Can you hear all that in the songs those musicians made once they left Hawkins and—minus Helm, who took a couple of years off and went back South to work on the oil rigs in the Gulf—started backing up Bob Dylan in 1965 before going out on their own as The Band? You can certainly hear some of it, because none of their rock contemporaries, with the possible exception of Jimi Hendrix, had their experience as seasoned professionals by the time they made it big. They were like the grown-ups in the room wherever they went.

In his marvelous autobiography, This Wheel’s on Fire, Helm talks about what he heard on The Basement Tapes when he rejoined The Band in Woodstock, N.Y., where the group had been woodshedding with Dylan, writing and recording songs in a homemade studio.

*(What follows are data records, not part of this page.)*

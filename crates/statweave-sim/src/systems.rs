//! The sample systems.
//!
//! Registered in this order by [`build_simulation`](crate::build_simulation):
//!
//! 1. [`spawn_system`] tops the population up, then initializes new
//!    affectors in parallel batches: each attaches modifiers to random
//!    targets inside its own batch.
//! 2. [`lifetime_system`] counts lifetimes down and disables expired
//!    entities.
//! 3. [`modifier_removal_system`] sweeps affector buffers in parallel
//!    batches and removes the modifiers that are due.
//! 4. [`destroy_system`] despawns disabled entities whose buffers are empty.
//!
//! Parallel passes run over disjoint [`StatBatch`](statweave_core::world::StatBatch)
//! views, so an affector only ever targets entities of its own batch.

use rand::Rng;
use tracing::{debug, trace, warn};

use statweave_core::prelude::*;

use crate::state::{BatchContext, SimState};
use crate::SimError;

pub const SPAWN_SYSTEM: &str = "spawn";
pub const LIFETIME_SYSTEM: &str = "lifetime";
pub const MODIFIER_REMOVAL_SYSTEM: &str = "modifier_removal";
pub const DESTROY_SYSTEM: &str = "destroy";

// ---------------------------------------------------------------------------
// spawn
// ---------------------------------------------------------------------------

/// Spawn up to `spawn_per_tick` entities towards `population`, then let every
/// new affector attach its modifiers.
pub fn spawn_system(state: &mut SimState) -> Result<(), SimError> {
    let missing = state
        .config
        .population
        .saturating_sub(state.world.entity_count())
        .min(state.config.spawn_per_tick);

    if missing > 0 {
        let lifetimes = state.config.min_lifetime..=state.config.max_lifetime;
        for _ in 0..missing {
            let lifetime = state.rng.gen_range(lifetimes.clone());
            let affector = state.rng.gen_bool(state.config.affector_ratio);
            state.spawn_agent(lifetime, affector)?;
        }
        state.refresh_accessor();
        debug!(tick = state.tick, spawned = missing, "entities spawned");
    }

    let counts = state.par_batches(initialize_affectors);
    state.totals.modifiers_added += counts.added;
    Ok(())
}

fn initialize_affectors(ctx: &mut BatchContext<'_, '_>) {
    let targets = ctx.batch.entities();
    if targets.is_empty() {
        return;
    }
    let stats = ctx.stats;

    for agent in ctx.agents.iter_mut().flatten() {
        if !agent.affector || agent.initialized || agent.disabled {
            continue;
        }
        agent.initialized = true;

        let power = StatHandle::new(agent.entity, stats.power);
        let strength = ctx.rng.gen_range(0.5f32..3.0);
        if let Err(err) =
            ctx.accessor
                .try_set_stat_base_value(&mut *ctx.batch, power, strength, &mut ctx.scratch)
        {
            warn!(entity = ?agent.entity, %err, "affector power could not be set");
            continue;
        }

        for _ in 0..ctx.config.modifiers_per_affector {
            let target_entity = targets[ctx.rng.gen_range(0..targets.len())];
            let index = if ctx.rng.gen_bool(0.5) {
                stats.health
            } else {
                stats.armor
            };
            let target = StatHandle::new(target_entity, index);
            let modifier = match ctx.rng.gen_range(0..4) {
                0 => StatModifier::add(ctx.rng.gen_range(-10.0f32..10.0)),
                1 => StatModifier::add_multiplier(ctx.rng.gen_range(-0.2f32..0.5)),
                2 => StatModifier::multiply_multiplier(ctx.rng.gen_range(0.8f32..1.25)),
                _ => StatModifier::add(power),
            };

            match ctx.accessor.try_add_stat_modifier(
                &mut *ctx.batch,
                target,
                modifier,
                &mut ctx.scratch,
            ) {
                Ok(handle) => {
                    agent.buffer.push(handle);
                    ctx.counts.added += 1;
                }
                Err(err) => {
                    warn!(affector = ?agent.entity, target = ?target, %err, "modifier rejected");
                }
            }
        }
        trace!(affector = ?agent.entity, modifiers = agent.buffer.len(), "affector initialized");
    }
}

// ---------------------------------------------------------------------------
// lifetime
// ---------------------------------------------------------------------------

/// Count every lifetime down by one tick; entities reaching zero are disabled.
pub fn lifetime_system(state: &mut SimState) -> Result<(), SimError> {
    let mut expired = 0usize;
    for agent in state.agents.iter_mut().flatten() {
        if agent.disabled {
            continue;
        }
        agent.lifetime = agent.lifetime.saturating_sub(1);
        if agent.lifetime == 0 {
            agent.disabled = true;
            expired += 1;
        }
    }
    if expired > 0 {
        debug!(tick = state.tick, expired, "entities disabled");
    }
    Ok(())
}

// ---------------------------------------------------------------------------
// modifier removal
// ---------------------------------------------------------------------------

/// Remove due modifiers from every affector buffer.
///
/// A disabled affector's modifiers are all due; otherwise each modifier is
/// due with probability `removal_chance`. Each buffer is drained into a
/// scratch list first, then due handles are removed and the rest pushed
/// back. After every removal the handles still waiting in the scratch list
/// and the ones already pushed back are patched.
pub fn modifier_removal_system(state: &mut SimState) -> Result<(), SimError> {
    let counts = state.par_batches(remove_due_modifiers);
    state.totals.modifiers_removed += counts.removed;
    state.totals.removals_skipped += counts.skipped;
    if counts.removed + counts.skipped > 0 {
        debug!(
            tick = state.tick,
            removed = counts.removed,
            skipped = counts.skipped,
            "modifier removal sweep"
        );
    }
    Ok(())
}

fn remove_due_modifiers(ctx: &mut BatchContext<'_, '_>) {
    let mut pending: Vec<ModifierHandle> = Vec::new();

    for agent in ctx.agents.iter_mut().flatten() {
        if agent.buffer.is_empty() {
            continue;
        }
        pending.clear();
        agent.buffer.drain_into(&mut pending);

        for i in 0..pending.len() {
            let handle = pending[i];
            let due = agent.disabled || ctx.rng.gen_bool(ctx.config.removal_chance);
            if !due {
                agent.buffer.push(handle);
                continue;
            }

            match ctx
                .accessor
                .try_remove_stat_modifier(&mut *ctx.batch, &handle, &mut ctx.scratch)
            {
                Ok(removed) => {
                    patch_handles_after_removal(&mut pending[i + 1..], &removed);
                    agent.buffer.patch_after_removal(&removed);
                    ctx.counts.removed += 1;
                }
                // The target was despawned and took the modifier with it.
                Err(StatError::StaleEntity { .. }) | Err(StatError::StaleModifier { .. }) => {
                    ctx.counts.skipped += 1;
                }
                Err(err) => {
                    warn!(affector = ?agent.entity, %err, "modifier removal failed, keeping handle");
                    agent.buffer.push(handle);
                }
            }
        }
    }
}

// ---------------------------------------------------------------------------
// destroy
// ---------------------------------------------------------------------------

/// Despawn every disabled entity whose modifier buffer has been emptied.
pub fn destroy_system(state: &mut SimState) -> Result<(), SimError> {
    let doomed: Vec<EntityId> = state
        .agents()
        .filter(|agent| agent.disabled && agent.buffer.is_empty())
        .map(|agent| agent.entity)
        .collect();
    if doomed.is_empty() {
        return Ok(());
    }

    for &entity in &doomed {
        state.despawn_agent(entity)?;
    }
    state.refresh_accessor();
    debug!(tick = state.tick, destroyed = doomed.len(), "entities destroyed");
    Ok(())
}

// ---------------------------------------------------------------------------
// Tests
// ---------------------------------------------------------------------------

Listening to the tapes, Helm “could tell that hanging out with the boys had helped Bob to find a connection with things we were interested in: blues, rockabilly, R&B. They had rubbed off on him a little.” Dylan’s immersion in the folk tradition, with its emphasis on ancient melodies and lyricism, rubbed off on his running mates as well.

You can most definitely hear all that in The Band’s first two or three albums, which are as timeless as anything in American pop, and nowhere is it more obvious than the songs where Helm sings lead—“Rag Mama Rag,” “The Night they Drove Old Dixie Down” or covers (which they made completely their own) such as “Don’t Do It” or “Rock and Roll Shoes.” When that cracked, weathered but limber voice opens up with “Virgil Caine is my name, and I served on the Danville train,” you could swear that you’re listening to a Civil War vet singing you his beautiful, tragic history. Helm’s vocal chords, a crucial marriage of genetics and place and time, channeled the past and put it in the present tense.

He would go on to a solo career full of Grammys and other accolades. He would weather a bout with throat cancer and bounce back for one last round of great music making in the first decade of this century, before cancer claimed him at last. But the through-line to it all is that marvelous voice, an utterly American sound that somehow for five decades embodied the field hollers, Delta blues, minstrel shows, rockabilly, mountain ballads, and country crooners all in one exhilarating package. If you want to hear what American music sounds like at its best, listen to what Levon Helm left behind.